[I18n-sig] IANA names for character set encodings?
Bill Janssen
janssen@parc.xerox.com
Fri, 8 Feb 2002 15:05:34 PST
Folks,
I've been playing with the charset support in Python 2.x, and I want
to congratulate you on a great addition to the language. It should
really be more widely advertised! I think it makes Python the premier
language for string processing.
One thing that puzzles me, though, is the lack of support for the
standard IANA-registered names for the various charsets, as given in
http://www.iana.org/assignments/character-sets. I notice that the file
encodings/aliases.py (in Python 2.2) does contain a few of these, but
other charsets like windows-1256 cannot be referred to by its standard
name -- it's cp1256 in Python.
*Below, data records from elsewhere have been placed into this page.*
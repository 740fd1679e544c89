//! Screen reader state
//!
//! `State` owns the configuration, the accessibility provider and every
//! output module. The main loop feeds it events; it decides what to say,
//! show, play and buzz.

pub mod config;

use crate::accessibility::{AccessibilityProvider, AccessibleNode, Role};
use crate::apps::AppRegistry;
use crate::braille::{self, BrailleCommand, BrailleDisplay, CommandSink};
use crate::contrast::{self, Color};
use crate::haptics::{self, HapticController};
use crate::input::{Action, InputManager, KeyEvent, KeyState, Keymap};
use crate::spatial::{self, SpatialOutput};
use crate::speech::{create_synth, process_symbols, spelling, Synth};
use crate::Result;
use config::Config;
use log::{debug, error, info, warn};
use std::time::Instant;

/// Haptic pattern played on every focus change
const FOCUS_PATTERN: &str = "click";

/// Something for the main loop to process
#[derive(Debug, Clone, PartialEq)]
pub enum Event {
    Key(KeyEvent),
    Braille(BrailleCommand),
    /// Nothing arrived in time; poll the focus
    Tick,
}

/// Output modules; any of them may be missing
#[derive(Default)]
pub struct Outputs {
    pub synth: Option<Box<dyn Synth>>,
    pub braille: Option<BrailleDisplay>,
    pub haptics: Option<HapticController>,
    pub spatial: Option<SpatialOutput>,
}

impl Outputs {
    /// Create every output the configuration enables
    ///
    /// A module that fails to start is logged and left out.
    pub fn from_config(
        config: &Config,
        no_speech: bool,
        no_braille: bool,
        braille_sink: Option<CommandSink>,
    ) -> Self {
        let mut outputs = Outputs::default();

        if config.speech_enabled() && !no_speech {
            match create_synth(&config.speech_engine()) {
                Ok(mut synth) => {
                    configure_synth(synth.as_mut(), config);
                    info!("Speech output: {}", synth.name());
                    outputs.synth = Some(synth);
                }
                Err(e) => error!("Speech unavailable: {}", e),
            }
        }

        if config.braille_enabled() && !no_braille && config.platform_feature("linux", "brltty") {
            match braille::create_display(config, braille_sink) {
                Ok(mut display) => match display.connect() {
                    Ok(()) => outputs.braille = Some(display),
                    Err(e) => warn!("Braille display not connected: {}", e),
                },
                Err(e) => warn!("Braille unavailable: {}", e),
            }
        }

        if config.haptics_enabled() {
            match haptics::create_controller(config) {
                Ok(mut controller) => match controller.connect() {
                    Ok(()) => outputs.haptics = Some(controller),
                    Err(e) => warn!("Haptic device not connected: {}", e),
                },
                Err(e) => warn!("Haptics unavailable: {}", e),
            }
        }

        if config.spatial_audio_enabled() && config.sound_enabled() {
            match spatial::create_output(config) {
                Ok(output) => outputs.spatial = Some(output),
                Err(e) => warn!("Spatial audio unavailable: {}", e),
            }
        }

        outputs
    }
}

fn configure_synth(synth: &mut dyn Synth, config: &Config) {
    if let Some(rate) = config.rate() {
        if let Err(e) = synth.set_rate(rate) {
            warn!("Could not set speech rate: {}", e);
        }
    }
    if let Some(pitch) = config.pitch() {
        if let Err(e) = synth.set_pitch(pitch) {
            warn!("Could not set speech pitch: {}", e);
        }
    }
    if let Some(volume) = config.volume() {
        if let Err(e) = synth.set_volume(volume) {
            warn!("Could not set speech volume: {}", e);
        }
    }
    if let Err(e) = synth.set_voice(&config.voice()) {
        warn!("Could not set voice: {}", e);
    }
}

/// Spoken description of a node: name, role, states, description
pub fn describe_node(node: &AccessibleNode) -> String {
    let checkable = matches!(
        node.role,
        Role::CheckBox | Role::RadioButton | Role::CheckMenuItem
    );

    let mut parts: Vec<String> = Vec::new();
    if !node.name.is_empty() {
        parts.push(node.name.clone());
    }
    let role = node.role.spoken();
    if !role.is_empty() {
        parts.push(role.to_string());
    }
    parts.extend(node.states.spoken(checkable).into_iter().map(String::from));
    if !node.is_enabled() {
        parts.push("unavailable".to_string());
    }
    if !node.description.is_empty() && node.description != node.name {
        parts.push(node.description.clone());
    }
    parts.join(" ")
}

/// Main application state for the screen reader
pub struct State {
    pub config: Config,
    outputs: Outputs,
    provider: Box<dyn AccessibilityProvider>,
    pub input: InputManager,
    pub keymap: Keymap,
    pub apps: AppRegistry,

    /// Speech switched on by the user (ToggleSpeech)
    speech_on: bool,

    /// Id of the node last announced
    focus_id: Option<String>,

    /// Application owning the focus, by name
    current_app: Option<String>,

    /// Last focus query failed; further failures are not logged
    provider_failing: bool,

    quit: bool,
    cleaned_up: bool,
}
This is highly counter-intuitive when
parsing HTML for instance, with "text/plain; charset=windows-1256" as
the media type.
The IANA charset table is fairly easy to parse automatically; see the
tail end of
http://cvs.plkr.org/index.cgi/parser/python/PyPlucker/helper/CharsetMapping.py?rev=HEAD&content-type=text/vnd.viewcvs-markup
for code which does so.
I'd suggest renaming the existing codecs according to their IANA
names, then adding the current names to the aliases list.
Bill